I am a Ph.D. Candidate in Computer Engineering at Northwestern University under Prof. Alok Choudhary, expecting to graduate around June 2020. My research works mainly focuses on building artificial intelligence (AI) based predictive models for diverse scientific applications by leveraging together big data, machine learning and high performance computing systems. During last four years, I have designed several deep learning based systems which can directly learn the variables of scientific interest from raw inputs from scientific experiments and simulations (chemical formulae, crystal structures, electron diffractions, 1D and 2D X-ray diffractions) using frameworks such as TensorFlow, PyTorch, Caffe and Theano.
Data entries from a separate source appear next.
use crate::actor::Event;
use crate::common::{ErrorCode, LearnerStatus, NodeAddress, PartitionStatus, ReplicaConfiguration};
use crate::prepare_list::CommitMode;
use crate::replica::replica::Replica;
use crate::replica::replica_api::{GroupCheckReply, ReplicaFault};
use crate::transport::{GroupCheckRequest, GroupCheckResponse, RpcError};

impl Replica {
    /// Primary tells every secondary and learner its configuration and committed decree. Replies
    /// surface dead members and learners that are done.
    pub(super) fn broadcast_group_check(&mut self) {
        if self.status() != PartitionStatus::Primary {
            return;
        }

        let secondaries = self.primary.membership.secondaries.clone();
        for node in secondaries {
            self.send_group_check(node, PartitionStatus::Secondary, 0);
        }
        let learners: Vec<(NodeAddress, u64)> = self
            .primary
            .learners
            .iter()
            .map(|(node, learner)| (node.clone(), learner.signature))
            .collect();
        for (node, signature) in learners {
            self.send_group_check(node, PartitionStatus::PotentialSecondary, signature);
        }
    }

    pub(super) fn send_group_check(&self, node: NodeAddress, status: PartitionStatus, signature: u64) {
        let request = GroupCheckRequest {
            app: self.app_info.clone(),
            node: node.clone(),
            config: ReplicaConfiguration {
                pid: self.gpid,
                ballot: self.ballot(),
                primary: Some(self.ctx.address.clone()),
                status,
                learner_signature: signature,
            },
            last_committed_decree: self.plist.last_committed_decree(),
            child_gpid: self.split.child_gpid,
        };

        let transport = self.ctx.transport.clone();
        let timeout = self.ctx.options.prepare_timeout;
        let ballot = self.ballot();
        let logger = self.logger.new(slog::o!("Peer" => node.to_string()));
        self.spawn_for_event(async move {
            let result = match tokio::time::timeout(timeout, transport.group_check(&node, request)).await {
                Ok(result) => result,
                Err(elapsed) => Err(RpcError::from(elapsed)),
            };
            slog::debug!(logger, "Group check reply from peer result: {:?}", result);
            Event::GroupCheckReply(GroupCheckReply { node, ballot, result })
        });
    }

    pub(crate) fn on_group_check_reply(&mut self, reply: GroupCheckReply) {
        if self.status() != PartitionStatus::Primary || reply.ballot != self.ballot() {
            return;
        }

        let response = match reply.result {
            Ok(response) => response,
            Err(e) => {
                self.handle_remote_failure(&reply.node, &format!("group check failed: {}", e));
                return;
            }
        };
        if !response.err.is_ok() {
            self.handle_remote_failure(&reply.node, &format!("group check rejected with {}", response.err));
            return;
        }

        let learner_done = response.learner_status == Some(LearnerStatus::LearningSucceeded)
            && self
                .primary
                .learners
                .get(&reply.node)
                .map_or(false, |learner| learner.signature == response.learner_signature);
        if learner_done {
            self.upgrade_learner(&reply.node);
        }
    }

    /// A member learns the primary's view from its group check.
    pub(crate) fn on_group_check(&mut self, request: GroupCheckRequest) -> GroupCheckResponse {
        let mut response = self.group_check_response(ErrorCode::Ok);
        if request.config.ballot < self.ballot() {
            response.err = ErrorCode::VersionOutdated;
            return response;
        }

        let config_changed = request.config.ballot > self.ballot()
            || request.config.status != self.status()
            || (request.config.status == PartitionStatus::PotentialSecondary
                && request.config.learner_signature != self.learner.learning_version);
        if config_changed && !self.update_local_configuration(request.config.clone(), None) {
            response = self.group_check_response(ErrorCode::InvalidState);
            return response;
        }
        self.apply_app_info(&request.app);

        match self.status() {
            PartitionStatus::Secondary => {
                match self.plist.commit(request.last_committed_decree, CommitMode::Soft) {
                    Ok(committed) => self.execute_committed(committed),
                    Err(e) => self.handle_local_failure(ReplicaFault::PrepareList(e.to_string())),
                }
                self.on_group_check_split_state(&request);
            }
            PartitionStatus::PotentialSecondary => {
                if self.learner.learner_status != LearnerStatus::LearningSucceeded {
                    self.init_learn();
                }
            }
            _ => {
                response.err = ErrorCode::InvalidState;
                return response;
            }
        }

        let err = response.err;
        self.group_check_response(err)
    }

    fn group_check_response(&self, err: ErrorCode) -> GroupCheckResponse {
        let is_learner = self.status() == PartitionStatus::PotentialSecondary;
        GroupCheckResponse {
            pid: self.gpid,
            err,
            node: self.ctx.address.clone(),
            last_committed_decree_in_app: self.app.last_committed_decree(),
            last_committed_decree_in_prepare_list: self.plist.last_committed_decree(),
            learner_status: if is_learner {
                Some(self.learner.learner_status)
            } else {
                None
            },
            learner_signature: if is_learner { self.learner.learning_version } else { 0 },
        }
    }
}

#[cfg(test)]
mod tests {
    use crate::common::{
        AppInfo, ErrorCode, Gpid, LearnerStatus, NodeAddress, PartitionStatus, ReplicaConfiguration,
    };
    use crate::replica::replica::test_utils::*;
    use crate::storage::SIMPLE_KV_APP_TYPE;
    use crate::transport::GroupCheckRequest;
    use crate::ReplicationOptions;

    fn request(ballot: i64, status: PartitionStatus, signature: u64) -> GroupCheckRequest {
        GroupCheckRequest {
            app: AppInfo::new(1, "test", SIMPLE_KV_APP_TYPE, 1, 3),
            node: NodeAddress::new("node-1"),
            config: ReplicaConfiguration {
                pid: Gpid::new(1, 0),
                ballot,
                primary: Some(NodeAddress::new("primary")),
                status,
                learner_signature: signature,
            },
            last_committed_decree: 0,
            child_gpid: None,
        }
    }

    #[tokio::test]
    async fn group_check_turns_inactive_replica_into_learner() {
        let dir = tempfile::tempdir().unwrap();
        let (mut replica, _client, _rx) = new_replica(test_context(dir.path(), ReplicationOptions::default()));

        let response = replica.on_group_check(request(1, PartitionStatus::PotentialSecondary, 42));
        assert_eq!(response.err, ErrorCode::Ok);
        assert_eq!(response.learner_signature, 42);
        assert_eq!(replica.status(), PartitionStatus::PotentialSecondary);
        // A learn round is already on its way to the primary.
        assert!(replica.learner.learning_round_in_flight);
        assert_ne!(response.learner_status, Some(LearnerStatus::LearningSucceeded));
    }

    #[tokio::test]
    async fn stale_group_check_is_rejected() {
        let dir = tempfile::tempdir().unwrap();
        let (mut replica, _client, _rx) = new_replica(test_context(dir.path(), ReplicationOptions::default()));
        become_single_primary(&mut replica);

        let response = replica.on_group_check(request(0, PartitionStatus::Secondary, 0));
        assert_eq!(response.err, ErrorCode::VersionOutdated);
        assert_eq!(replica.status(), PartitionStatus::Primary);
    }

    #[tokio::test]
    async fn secondary_cannot_be_assigned_without_learning() {
        let dir = tempfile::tempdir().unwrap();
        let (mut replica, _client, _rx) = new_replica(test_context(dir.path(), ReplicationOptions::default()));

        let response = replica.on_group_check(request(1, PartitionStatus::Secondary, 0));
        assert_eq!(response.err, ErrorCode::InvalidState);
        assert_eq!(replica.status(), PartitionStatus::Inactive);
    }
}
I have also explored the area of parallelization of deep neural networks, and implemented a hybrid parallel framework for parallelization of recent CNN models such as Inception and ResNets on supercomputers using C++, Caffe and MPI. Recently, I contributed in developing a reinforcement-based neural architecture search framework for diverse scientific applications at Argonne. Currently, I am looking forward to keep learning more about advanced AI techniques such as generative adversial networks and reinforcement learning, and apply my knowledge towards building intelligent AI-based systems to solve real-world and scientific problems.
Prior to machine learning and artificial intelligence, I explored the field of computer networks and distributed systems under Prof. Fabian Bustamante, and obtained a M.S. in Computer Science from Northwestern University. Before joining Northwestern, I completed my Bachelor of Engineering in Computer Science with distinction from Institute of Engineering at Tribhuvan University in Nepal.
Designing deep-learning based scalable intelligent predictive models for complex scientific datasets from simulations and experiments.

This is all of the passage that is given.